Another important finding in our study was that medical residents were able to identify group biases in past experiences to a varying extent. The recognition of group biases may enable the opportunity for critical reflection in educational practices that can amplify learning among residents [35]. Most residents were able to recognize groupthink in their past experiences with group decision making; however, most had difficulty recognizing social loafing and escalation of commitment. We posit there are several underlying reasons for this. First, residents may lack sufficient education on training on decision making sciences and cognitive biases that could equip them with knowledge and skills to be able to detect them in everyday practice. Second, as several residents pointed out, some group biases may be less applicable in medical decision making compared to other domains.

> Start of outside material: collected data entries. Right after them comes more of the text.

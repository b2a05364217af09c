// Copyright (c) 2025 Soumyadip Sarkar.
// All rights reserved.
//
// This source code is licensed under the license found in the
// LICENSE file in the root directory of this source tree.

use crate::app::App;
use crate::models::{Ledger, LedgerScope};
use crate::utils::{maybe_print_json, pretty_table, required};
use anyhow::{Result, anyhow};

pub fn handle(app: &mut App, m: &clap::ArgMatches) -> Result<()> {
    match m.subcommand() {
        Some(("add", sub)) => {
            let name = required(sub, "name")?.trim();
            if name.is_empty() {
                return Err(anyhow!("Ledger name must not be empty"));
            }
            let icon = sub.get_one::<String>("icon").map(String::as_str).unwrap_or("📒");
            let ledger = app.book.create_ledger(name, icon);
            println!("Created ledger '{}' (id: {})", ledger.name, ledger.id);
        }
        Some(("edit", sub)) => {
            let id = required(sub, "id")?;
            let mut ledger = app
                .book
                .ledgers()
                .iter()
                .find(|l| l.id == id)
                .cloned()
                .ok_or_else(|| anyhow!("Ledger '{}' not found", id))?;
            if let Some(name) = sub.get_one::<String>("name") {
                ledger.name = name.clone();
            }
            if let Some(icon) = sub.get_one::<String>("icon") {
                ledger.icon = icon.clone();
            }
            app.book.save_ledger(ledger);
            println!("Updated ledger {}", id);
        }
        Some(("rm", sub)) => {
            let id = required(sub, "id")?;
            if app.book.delete_ledger(id)? {
                println!("Deleted ledger {}", id);
                let repaired = app.scope();
                if repaired != app.settings.active_ledger {
                    app.set_scope(repaired)?;
                }
            } else {
                println!("No ledger with id {}", id);
            }
        }
        Some(("list", sub)) => list(app, sub)?,
        Some(("use", sub)) => {
            let scope: LedgerScope = required(sub, "id")?.parse().unwrap_or_default();
            if let LedgerScope::Ledger(id) = &scope {
                if !app.book.ledgers().iter().any(|l| &l.id == id) {
                    return Err(anyhow!("Ledger '{}' not found", id));
                }
            }
            app.set_scope(scope)?;
            println!("Active ledger: {}", app.settings.active_ledger);
        }
        _ => {}
    }
    Ok(())
}

fn list(app: &App, sub: &clap::ArgMatches) -> Result<()> {
    let ledgers: &[Ledger] = app.book.ledgers();
    if maybe_print_json(sub.get_flag("json"), sub.get_flag("jsonl"), &ledgers)? {
        return Ok(());
    }
    let active = app.scope();
    let rows = ledgers
        .iter()
        .map(|l| {
            vec![
                if active.matches(&l.id) && active != LedgerScope::All {
                    "*".to_string()
                } else {
                    String::new()
                },
                format!("{} {}", l.icon, l.name),
                l.id.clone(),
            ]
        })
        .collect();
    println!("{}", pretty_table(&["", "Ledger", "Id"], rows));
    Ok(())
}
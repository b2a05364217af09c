// Copyright (c) 2025 Soumyadip Sarkar.
// All rights reserved.
//
// This source code is licensed under the license found in the
// LICENSE file in the root directory of this source tree.

use crate::app::App;
use crate::config::{self, ASSISTANT_API_KEY_KEY, REMOTE_KEY_KEY, REMOTE_SESSION_KEY};
use crate::utils::{pretty_table, required};
use anyhow::Result;

fn masked(key: &str, value: &str) -> String {
    if [ASSISTANT_API_KEY_KEY, REMOTE_KEY_KEY, REMOTE_SESSION_KEY].contains(&key) {
        "********".to_string()
    } else {
        value.to_string()
    }
}

pub fn handle(app: &mut App, m: &clap::ArgMatches) -> Result<()> {
    match m.subcommand() {
        Some(("get", sub)) => {
            let key = required(sub, "key")?;
            match config::get_setting(app.connection(), key)? {
                Some(v) => println!("{}", masked(key, &v)),
                None => println!("{} is not set", key),
            }
        }
        Some(("set", sub)) => {
            let key = required(sub, "key")?;
            let value = required(sub, "value")?;
            config::validate(key, value)?;
            config::set_setting(app.connection(), key, value)?;
            app.reload_settings()?;
            println!("{} = {}", key, masked(key, value));
        }
        Some(("list", _)) => {
            let rows = config::list_settings(app.connection())?
                .into_iter()
                .map(|(k, v)| {
                    let shown = masked(&k, &v);
                    vec![k, shown]
                })
                .collect();
            println!("{}", pretty_table(&["Key", "Value"], rows));
        }
        _ => {}
    }
    Ok(())
}
// Copyright (c) 2025 Soumyadip Sarkar.
// All rights reserved.
//
// This source code is licensed under the license found in the
// LICENSE file in the root directory of this source tree.

//! Debounced upload: every commit restarts a quiet-window timer, and only the
//! latest snapshot is uploaded once the window passes without new commits.

use crate::book::CommitHook;
use crate::models::AppData;
use std::sync::mpsc::{self, RecvTimeoutError, Sender};
use std::thread::JoinHandle;
use std::time::{Duration, Instant};
use tracing::debug;

pub const DEFAULT_QUIET_WINDOW: Duration = Duration::from_millis(2000);
/// Longest accepted quiet window; longer windows are clamped to it.
pub const MAX_QUIET_WINDOW: Duration = Duration::from_secs(60 * 60);

/// Cancel-and-restart timer, driven by explicit instants.
#[derive(Debug, Clone)]
pub struct DebounceTimer {
    window: Duration,
    deadline: Option<Instant>,
}

impl DebounceTimer {
    pub fn new(window: Duration) -> Self {
        Self {
            window: window.min(MAX_QUIET_WINDOW),
            deadline: None,
        }
    }

    pub fn window(&self) -> Duration {
        self.window
    }

    /// Restarts the window at `now`.
    pub fn touch(&mut self, now: Instant) {
        self.deadline = Some(now.checked_add(self.window).unwrap_or(now));
    }

    pub fn deadline(&self) -> Option<Instant> {
        self.deadline
    }

    pub fn is_pending(&self) -> bool {
        self.deadline.is_some()
    }

    /// True exactly once per burst: when the deadline has been reached.
    pub fn fire_if_due(&mut self, now: Instant) -> bool {
        match self.deadline {
            Some(d) if d <= now => {
                self.deadline = None;
                true
            }
            _ => false,
        }
    }

    /// Drops a pending deadline. Returns whether one was pending.
    pub fn cancel(&mut self) -> bool {
        self.deadline.take().is_some()
    }
}

enum Command {
    Touch(Box<AppData>),
    Flush(Sender<()>),
    Shutdown,
}

/// Background thread owning the timer and the latest unsent snapshot.
pub struct UploadWorker {
    tx: Sender<Command>,
    handle: Option<JoinHandle<()>>,
}

impl UploadWorker {
    pub fn spawn<F>(window: Duration, upload: F) -> std::io::Result<Self>
    where
        F: FnMut(&AppData) + Send + 'static,
    {
        let (tx, rx) = mpsc::channel();
        let handle = std::thread::Builder::new()
            .name("miaoledger-sync".into())
            .spawn(move || run(rx, DebounceTimer::new(window), upload))?;
        Ok(Self {
            tx,
            handle: Some(handle),
        })
    }

    pub fn trigger(&self) -> SyncTrigger {
        SyncTrigger {
            tx: self.tx.clone(),
        }
    }

    /// Uploads a pending snapshot right away and waits for it.
    pub fn flush(&self) {
        let (ack_tx, ack_rx) = mpsc::channel();
        if self.tx.send(Command::Flush(ack_tx)).is_ok() {
            let _ = ack_rx.recv();
        }
    }
}

impl Drop for UploadWorker {
    fn drop(&mut self) {
        let _ = self.tx.send(Command::Shutdown);
        if let Some(handle) = self.handle.take() {
            let _ = handle.join();
        }
    }
}

fn run<F: FnMut(&AppData)>(rx: mpsc::Receiver<Command>, mut timer: DebounceTimer, mut upload: F) {
    let mut pending: Option<Box<AppData>> = None;
    loop {
        let msg = match timer.deadline() {
            Some(deadline) => {
                let now = Instant::now();
                if timer.fire_if_due(now) {
                    if let Some(snapshot) = pending.take() {
                        upload(&snapshot);
                    }
                    continue;
                }
                match rx.recv_timeout(deadline - now) {
                    Ok(msg) => msg,
                    Err(RecvTimeoutError::Timeout) => continue,
                    Err(RecvTimeoutError::Disconnected) => break,
                }
            }
            None => match rx.recv() {
                Ok(msg) => msg,
                Err(_) => break,
            },
        };
        match msg {
            Command::Touch(snapshot) => {
                timer.touch(Instant::now());
                pending = Some(snapshot);
            }
            Command::Flush(ack) => {
                if timer.cancel() {
                    if let Some(snapshot) = pending.take() {
                        upload(&snapshot);
                    }
                }
                let _ = ack.send(());
            }
            Command::Shutdown => {
                if timer.is_pending() {
                    debug!("sync worker stopping with an unsent snapshot");
                }
                break;
            }
        }
    }
}

/// Commit hook that feeds the worker. Cheap to clone.
#[derive(Clone)]
pub struct SyncTrigger {
    tx: Sender<Command>,
}

impl CommitHook for SyncTrigger {
    fn on_commit(&self, snapshot: &AppData) {
        if self.tx.send(Command::Touch(Box::new(snapshot.clone()))).is_err() {
            debug!("sync worker gone, commit not scheduled for upload");
        }
    }
}
// Copyright (c) 2025 Soumyadip Sarkar.
// All rights reserved.
//
// This source code is licensed under the license found in the
// LICENSE file in the root directory of this source tree.

use crate::assistant::DEFAULT_MODEL;
use crate::models::LedgerScope;
use crate::sync::{DEFAULT_QUIET_WINDOW, MAX_QUIET_WINDOW};
use crate::sync::remote::{RemoteCredentials, Session};
use anyhow::{Context, Result, anyhow, bail};
use rusqlite::{Connection, OptionalExtension, params};
use std::time::Duration;

pub const QUIET_WINDOW_KEY: &str = "quiet_window_ms";
pub const PULL_ON_START_KEY: &str = "pull_on_start";
pub const ASSISTANT_MODEL_KEY: &str = "assistant_model";
pub const ASSISTANT_API_KEY_KEY: &str = "assistant_api_key";
pub const ACTIVE_LEDGER_KEY: &str = "active_ledger";
pub const REMOTE_URL_KEY: &str = "remote_url";
pub const REMOTE_KEY_KEY: &str = "remote_key";
pub const REMOTE_SESSION_KEY: &str = "remote_session";

/// Keys `config set` accepts. Credentials and sessions have their own commands.
pub const USER_KEYS: [&str; 5] = [
    QUIET_WINDOW_KEY,
    PULL_ON_START_KEY,
    ASSISTANT_MODEL_KEY,
    ASSISTANT_API_KEY_KEY,
    ACTIVE_LEDGER_KEY,
];

pub const QUIET_WINDOW_ENV: &str = "MIAOLEDGER_QUIET_MS";

pub fn get_setting(conn: &Connection, key: &str) -> Result<Option<String>> {
    let v = conn
        .query_row("SELECT value FROM settings WHERE key=?1", params![key], |r| {
            r.get(0)
        })
        .optional()?;
    Ok(v)
}

pub fn set_setting(conn: &Connection, key: &str, value: &str) -> Result<()> {
    conn.execute(
        "INSERT INTO settings(key, value) VALUES(?1, ?2)
         ON CONFLICT(key) DO UPDATE SET value=excluded.value",
        params![key, value],
    )?;
    Ok(())
}

pub fn remove_setting(conn: &Connection, key: &str) -> Result<()> {
    conn.execute("DELETE FROM settings WHERE key=?1", params![key])?;
    Ok(())
}

pub fn list_settings(conn: &Connection) -> Result<Vec<(String, String)>> {
    let mut stmt = conn.prepare("SELECT key, value FROM settings ORDER BY key")?;
    let rows = stmt.query_map([], |r| Ok((r.get::<_, String>(0)?, r.get::<_, String>(1)?)))?;
    let mut out = Vec::new();
    for row in rows {
        out.push(row?);
    }
    Ok(out)
}

#[derive(Debug, Clone, PartialEq, Eq)]
pub struct Settings {
    pub quiet_window: Duration,
    pub pull_on_start: bool,
    pub assistant_model: String,
    pub assistant_api_key: Option<String>,
    pub active_ledger: LedgerScope,
}

impl Default for Settings {
    fn default() -> Self {
        Self {
            quiet_window: DEFAULT_QUIET_WINDOW,
            pull_on_start: true,
            assistant_model: DEFAULT_MODEL.to_string(),
            assistant_api_key: None,
            active_ledger: LedgerScope::All,
        }
    }
}

fn parse_bool(key: &str, raw: &str) -> Result<bool> {
    match raw.trim().to_ascii_lowercase().as_str() {
        "1" | "true" | "yes" | "on" => Ok(true),
        "0" | "false" | "no" | "off" => Ok(false),
        other => Err(anyhow!("Invalid boolean '{}' for {}", other, key)),
    }
}

fn parse_millis(key: &str, raw: &str) -> Result<Duration> {
    let ms: u64 = raw
        .trim()
        .parse()
        .with_context(|| format!("Invalid milliseconds '{}' for {}", raw, key))?;
    let window = Duration::from_millis(ms);
    if window > MAX_QUIET_WINDOW {
        bail!(
            "{} must be at most {} ms, got {}",
            key,
            MAX_QUIET_WINDOW.as_millis(),
            ms
        );
    }
    Ok(window)
}

/// Checks a value before `config set` stores it.
pub fn validate(key: &str, value: &str) -> Result<()> {
    match key {
        QUIET_WINDOW_KEY => parse_millis(key, value).map(|_| ()),
        PULL_ON_START_KEY => parse_bool(key, value).map(|_| ()),
        k if USER_KEYS.contains(&k) => Ok(()),
        other => Err(anyhow!(
            "Unknown setting '{}' (known: {})",
            other,
            USER_KEYS.join(", ")
        )),
    }
}

impl Settings {
    /// Stored settings, then environment overrides.
    pub fn load(conn: &Connection) -> Result<Self> {
        let mut s = Settings::default();
        if let Some(v) = get_setting(conn, QUIET_WINDOW_KEY)? {
            s.quiet_window = parse_millis(QUIET_WINDOW_KEY, &v)?;
        }
        if let Some(v) = get_setting(conn, PULL_ON_START_KEY)? {
            s.pull_on_start = parse_bool(PULL_ON_START_KEY, &v)?;
        }
        if let Some(v) = get_setting(conn, ASSISTANT_MODEL_KEY)? {
            s.assistant_model = v;
        }
        s.assistant_api_key = get_setting(conn, ASSISTANT_API_KEY_KEY)?;
        if let Some(v) = get_setting(conn, ACTIVE_LEDGER_KEY)? {
            s.active_ledger = v.parse().unwrap_or_default();
        }

        if let Ok(v) = std::env::var(QUIET_WINDOW_ENV) {
            s.quiet_window = parse_millis(QUIET_WINDOW_ENV, &v)?;
        }
        if let Some(key) = ["GEMINI_API_KEY", "API_KEY"]
            .iter()
            .find_map(|k| std::env::var(k).ok().filter(|v| !v.trim().is_empty()))
        {
            s.assistant_api_key = Some(key);
        }
        Ok(s)
    }
}

pub fn set_active_ledger(conn: &Connection, scope: &LedgerScope) -> Result<()> {
    set_setting(conn, ACTIVE_LEDGER_KEY, &scope.to_string())
}

pub fn remote_credentials(conn: &Connection) -> Result<Option<RemoteCredentials>> {
    let url = get_setting(conn, REMOTE_URL_KEY)?.filter(|s| !s.is_empty());
    let key = get_setting(conn, REMOTE_KEY_KEY)?.filter(|s| !s.is_empty());
    Ok(match (url, key) {
        (Some(url), Some(key)) => Some(RemoteCredentials::new(&url, &key)),
        _ => None,
    })
}

pub fn save_remote_credentials(conn: &Connection, creds: &RemoteCredentials) -> Result<()> {
    set_setting(conn, REMOTE_URL_KEY, &creds.url)?;
    set_setting(conn, REMOTE_KEY_KEY, &creds.key)?;
    remove_setting(conn, REMOTE_SESSION_KEY)
}

pub fn clear_remote_credentials(conn: &Connection) -> Result<()> {
    for key in [REMOTE_URL_KEY, REMOTE_KEY_KEY, REMOTE_SESSION_KEY] {
        remove_setting(conn, key)?;
    }
    Ok(())
}

/// A stored session that no longer parses is treated as signed out.
pub fn remote_session(conn: &Connection) -> Result<Option<Session>> {
    Ok(get_setting(conn, REMOTE_SESSION_KEY)?.and_then(|raw| serde_json::from_str(&raw).ok()))
}

pub fn save_remote_session(conn: &Connection, session: Option<&Session>) -> Result<()> {
    match session {
        Some(s) => set_setting(conn, REMOTE_SESSION_KEY, &serde_json::to_string(s)?),
        None => remove_setting(conn, REMOTE_SESSION_KEY),
    }
}
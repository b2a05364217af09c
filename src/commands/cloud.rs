// Copyright (c) 2025 Soumyadip Sarkar.
// All rights reserved.
//
// This source code is licensed under the license found in the
// LICENSE file in the root directory of this source tree.

use crate::app::App;
use crate::config;
use crate::sync::PullOutcome;
use crate::sync::remote::{RemoteCredentials, SignUpOutcome};
use crate::utils::required;
use anyhow::{Result, anyhow};
use tracing::warn;

pub fn handle(app: &mut App, m: &clap::ArgMatches) -> Result<()> {
    match m.subcommand() {
        Some(("configure", sub)) => {
            let creds = RemoteCredentials::new(required(sub, "url")?, required(sub, "key")?);
            if creds.url.is_empty() || creds.key.is_empty() {
                return Err(anyhow!("Both --url and --key are required"));
            }
            config::save_remote_credentials(app.connection(), &creds)?;
            app.connect_cloud()?;
            println!("Cloud configured: {}", app.sync.state());
        }
        Some(("clear", _)) => {
            config::clear_remote_credentials(app.connection())?;
            app.disconnect_cloud();
            println!("Cloud configuration removed");
        }
        Some(("register", sub)) => {
            let outcome = app
                .sync
                .register(required(sub, "email")?, required(sub, "password")?)?;
            app.persist_session()?;
            match outcome {
                SignUpOutcome::SignedIn(user) => {
                    println!("Registered and signed in as {}", user.email.unwrap_or(user.id));
                    report_pull(sync_down(app));
                }
                SignUpOutcome::ConfirmationRequired(user) => println!(
                    "Registered {}; confirm the account from your email, then run `cloud login`",
                    user.email.unwrap_or(user.id)
                ),
            }
        }
        Some(("login", sub)) => {
            let user = app
                .sync
                .login(required(sub, "email")?, required(sub, "password")?)?;
            app.persist_session()?;
            println!("Signed in as {}", user.email.unwrap_or(user.id));
            report_pull(sync_down(app));
        }
        Some(("logout", _)) => {
            if let Err(err) = app.sync.logout() {
                warn!(error = %err, "remote sign-out failed, signed out locally");
            }
            config::save_remote_session(app.connection(), None)?;
            println!("Signed out");
        }
        Some(("status", _)) => {
            println!("Cloud: {}", app.sync.state());
            if let Some(creds) = config::remote_credentials(app.connection())? {
                println!("Project: {}", creds.url);
            }
            println!("Upload delay: {} ms", app.sync.quiet_window().as_millis());
        }
        Some(("sync", _)) => report_pull(sync_down(app)),
        Some(("push", _)) => {
            if !app.sync.is_signed_in() {
                return Err(anyhow!("Not signed in (run `cloud login`)"));
            }
            let snapshot = app.book.get_all_data();
            if app.sync.push_now(&snapshot) {
                println!("Uploaded {} transactions", snapshot.transactions.len());
            } else {
                println!("Upload failed (see log)");
            }
        }
        _ => {}
    }
    Ok(())
}

fn sync_down(app: &mut App) -> PullOutcome {
    let outcome = app.sync.pull(&mut app.book);
    if outcome == PullOutcome::Applied {
        let repaired = app.scope();
        if repaired != app.settings.active_ledger {
            if let Err(err) = app.set_scope(repaired) {
                warn!(error = %err, "could not store repaired ledger scope");
            }
        }
    }
    outcome
}

fn report_pull(outcome: PullOutcome) {
    println!("Sync: {}", outcome);
}
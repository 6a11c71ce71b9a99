//! Catalog fetching.

use std::sync::atomic::{AtomicUsize, Ordering};

use async_trait::async_trait;

use storefront_core::DomainError;
use storefront_products::{Catalog, Product};

use crate::config::ClientConfig;

#[derive(Debug, Clone, PartialEq, thiserror::Error)]
pub enum FetchError {
    #[error("network error: {0}")]
    Network(String),
    #[error("catalog API error ({0}): {1}")]
    Status(u16, String),
    #[error("malformed catalog payload: {0}")]
    Decode(String),
    #[error("catalog rejected: {0}")]
    Invalid(#[from] DomainError),
    #[error("http client setup failed: {0}")]
    Client(String),
}

/// Anything that can produce the full catalog in one read.
#[async_trait]
pub trait CatalogSource: Send + Sync {
    async fn fetch(&self) -> Result<Catalog, FetchError>;

    /// Where the catalog comes from, for logs.
    fn origin(&self) -> &str;
}

/// Catalog source backed by a JSON HTTP endpoint.
#[derive(Debug, Clone)]
pub struct HttpCatalogSource {
    client: reqwest::Client,
    url: String,
}

impl HttpCatalogSource {
    pub fn new(config: &ClientConfig) -> Result<Self, FetchError> {
        let mut builder = reqwest::Client::builder();
        if let Some(timeout) = config.fetch_timeout {
            builder = builder.timeout(timeout);
        }
        let client = builder
            .build()
            .map_err(|e| FetchError::Client(e.to_string()))?;

        Ok(Self::with_client(client, config.catalog_url.clone()))
    }

    pub fn with_client(client: reqwest::Client, url: impl Into<String>) -> Self {
        Self {
            client,
            url: url.into(),
        }
    }
}

#[async_trait]
impl CatalogSource for HttpCatalogSource {
    async fn fetch(&self) -> Result<Catalog, FetchError> {
        tracing::debug!(url = %self.url, "fetching catalog");

        let resp = self
            .client
            .get(&self.url)
            .send()
            .await
            .map_err(|e| FetchError::Network(e.to_string()))?;

        let status = resp.status();
        if !status.is_success() {
            return Err(FetchError::Status(
                status.as_u16(),
                resp.text().await.unwrap_or_default(),
            ));
        }

        let products = resp.json::<Vec<Product>>().await.map_err(|e| {
            if e.is_decode() {
                FetchError::Decode(e.to_string())
            } else {
                FetchError::Network(e.to_string())
            }
        })?;

        let catalog = Catalog::new(products)?;
        tracing::info!(url = %self.url, products = catalog.len(), "catalog fetched");
        Ok(catalog)
    }

    fn origin(&self) -> &str {
        &self.url
    }
}

/// Fixed in-memory source (tests, demos). Counts how often it was read.
#[derive(Debug)]
pub struct StaticCatalogSource {
    outcome: Result<Vec<Product>, FetchError>,
    fetches: AtomicUsize,
}

impl StaticCatalogSource {
    pub fn products(products: Vec<Product>) -> Self {
        Self {
            outcome: Ok(products),
            fetches: AtomicUsize::new(0),
        }
    }

    pub fn failing(error: FetchError) -> Self {
        Self {
            outcome: Err(error),
            fetches: AtomicUsize::new(0),
        }
    }

    pub fn fetch_count(&self) -> usize {
        self.fetches.load(Ordering::SeqCst)
    }
}

#[async_trait]
impl CatalogSource for StaticCatalogSource {
    async fn fetch(&self) -> Result<Catalog, FetchError> {
        self.fetches.fetch_add(1, Ordering::SeqCst);
        let products = self.outcome.clone()?;
        Ok(Catalog::new(products)?)
    }

    fn origin(&self) -> &str {
        "static"
    }
}
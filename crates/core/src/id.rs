//! Strongly-typed identifiers used across the domain.

use core::str::FromStr;
use serde::{Deserialize, Serialize};

use crate::error::DomainError;

/// Identifier of a catalog product (assigned by the remote catalog).
#[derive(Debug, Copy, Clone, PartialEq, Eq, PartialOrd, Ord, Hash, Serialize, Deserialize)]
#[serde(transparent)]
pub struct ProductId(u64);

impl ProductId {
    pub const fn new(value: u64) -> Self {
        Self(value)
    }

    pub const fn get(&self) -> u64 {
        self.0
    }
}

impl core::fmt::Display for ProductId {
    fn fmt(&self, f: &mut core::fmt::Formatter<'_>) -> core::fmt::Result {
        core::fmt::Display::fmt(&self.0, f)
    }
}

impl From<u64> for ProductId {
    fn from(value: u64) -> Self {
        Self(value)
    }
}

impl From<ProductId> for u64 {
    fn from(value: ProductId) -> Self {
        value.0
    }
}

impl FromStr for ProductId {
    type Err = DomainError;

    fn from_str(s: &str) -> Result<Self, Self::Err> {
        let value = s
            .trim()
            .parse::<u64>()
            .map_err(|e| DomainError::invalid_id(format!("ProductId: {}", e)))?;
        Ok(Self(value))
    }
}
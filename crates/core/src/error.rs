//! Domain error model.

use thiserror::Error;

/// Result type used across the domain layer.
pub type DomainResult<T> = Result<T, DomainError>;

/// Domain-level error.
///
/// Keep this focused on deterministic data failures (validation, identity).
/// Transport concerns belong to the client crate.
#[derive(Debug, Error, Clone, PartialEq, Eq)]
pub enum DomainError {
    /// A value failed validation (e.g. a negative price).
    #[error("validation failed: {0}")]
    Validation(String),

    /// An identifier was invalid (e.g. parse failure).
    #[error("invalid identifier: {0}")]
    InvalidId(String),

    /// The same identifier appeared more than once in a catalog.
    #[error("duplicate identifier: {0}")]
    Duplicate(String),
}

impl DomainError {
    pub fn validation(msg: impl Into<String>) -> Self {
        Self::Validation(msg.into())
    }

    pub fn invalid_id(msg: impl Into<String>) -> Self {
        Self::InvalidId(msg.into())
    }

    pub fn duplicate(msg: impl Into<String>) -> Self {
        Self::Duplicate(msg.into())
    }
}
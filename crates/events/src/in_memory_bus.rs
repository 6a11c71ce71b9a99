//! In-process snapshot bus with a bounded backlog per subscriber.

use std::collections::VecDeque;
use std::sync::{Arc, Mutex, Weak};

use thiserror::Error;

use crate::bus::{Backlog, EventBus, Subscription};

/// Snapshots kept per subscriber unless configured otherwise.
pub const DEFAULT_BACKLOG: usize = 16;

#[derive(Debug, Error, Clone, Copy, PartialEq, Eq)]
pub enum InMemoryBusError {
    /// Publish failed due to internal lock poisoning.
    #[error("subscriber list lock poisoned")]
    Poisoned,
}

/// In-memory snapshot fan-out.
///
/// The bus only holds weak handles to subscriber backlogs: dropping a
/// `Subscription` detaches it, and it is pruned on the next publish. A full
/// backlog evicts its oldest snapshot to make room.
#[derive(Debug)]
pub struct InMemoryEventBus<M> {
    subscribers: Mutex<Vec<Weak<Mutex<VecDeque<M>>>>>,
    backlog: usize,
}

impl<M> InMemoryEventBus<M> {
    pub fn new() -> Self {
        Self::with_backlog(DEFAULT_BACKLOG)
    }

    /// Keep at most `backlog` unread snapshots per subscriber (at least one).
    pub fn with_backlog(backlog: usize) -> Self {
        Self {
            subscribers: Mutex::new(Vec::new()),
            backlog: backlog.max(1),
        }
    }

    /// Number of subscribers still attached as of the last publish.
    pub fn subscriber_count(&self) -> usize {
        self.subscribers.lock().map(|subs| subs.len()).unwrap_or(0)
    }
}

impl<M> Default for InMemoryEventBus<M> {
    fn default() -> Self {
        Self::new()
    }
}

impl<M> EventBus<M> for InMemoryEventBus<M>
where
    M: Clone + Send + 'static,
{
    type Error = InMemoryBusError;

    fn publish(&self, message: M) -> Result<(), Self::Error> {
        let mut subs = self.subscribers.lock().map_err(|_| InMemoryBusError::Poisoned)?;

        subs.retain(|weak| {
            let Some(backlog) = weak.upgrade() else {
                return false;
            };
            // A poisoned backlog belongs to a subscriber that panicked mid-read.
            let Ok(mut queue) = backlog.lock() else {
                return false;
            };
            if queue.len() >= self.backlog {
                queue.pop_front();
            }
            queue.push_back(message.clone());
            true
        });

        Ok(())
    }

    fn subscribe(&self) -> Subscription<M> {
        let backlog: Backlog<M> = Arc::new(Mutex::new(VecDeque::new()));

        // A poisoned lock still yields a subscription; it just never receives.
        if let Ok(mut subs) = self.subscribers.lock() {
            subs.push(Arc::downgrade(&backlog));
        }

        Subscription::new(backlog)
    }
}
//! Products domain module.
//!
//! The catalog model and the pure filter/sort pipeline over it. Deterministic
//! logic only (no IO, no HTTP, no rendering).

pub mod filter;
pub mod input;
pub mod product;
pub mod sort;

pub use filter::{FilterCriteria, filter_products};
pub use product::{Catalog, CatalogEntry, Product, Rating};
pub use sort::{SortKey, compare_titles, sort_products};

This calls for future research that identifies the kinds of group biases that may emerge within varying contexts and settings.

This study has several limitations. The findings are based on the experiences and perspectives of medical residents from a single medical institution, which may limit the transferability of findings to other settings. In addition, asking residents to speak on past experiences may introduce recall bias or social desirability bias (answering in a manner that would be viewed favorably by others). Finally, de-identification of transcripts to preserve participants’ privacy and confidentiality limited any analysis of certain individual characteristics (such as race, ethnicity, nationality, or gender) and their role in group decision making. Future research should focus on exploring team dynamics in group decision making across diverse settings.

In conclusion, we found that residents perceive a negative hierarchical influence on group decision making, view factors such as time pressures and post-call day challenges as contributors to suboptimal group decisions, and are able to identify group biases in their past experiences that may inform future educational practices. Future research is needed to enhance our understanding of group biases in medical decision making and inform the development of targeted interventions aiming to mitigate group biases and ultimately lead to better patient care and education.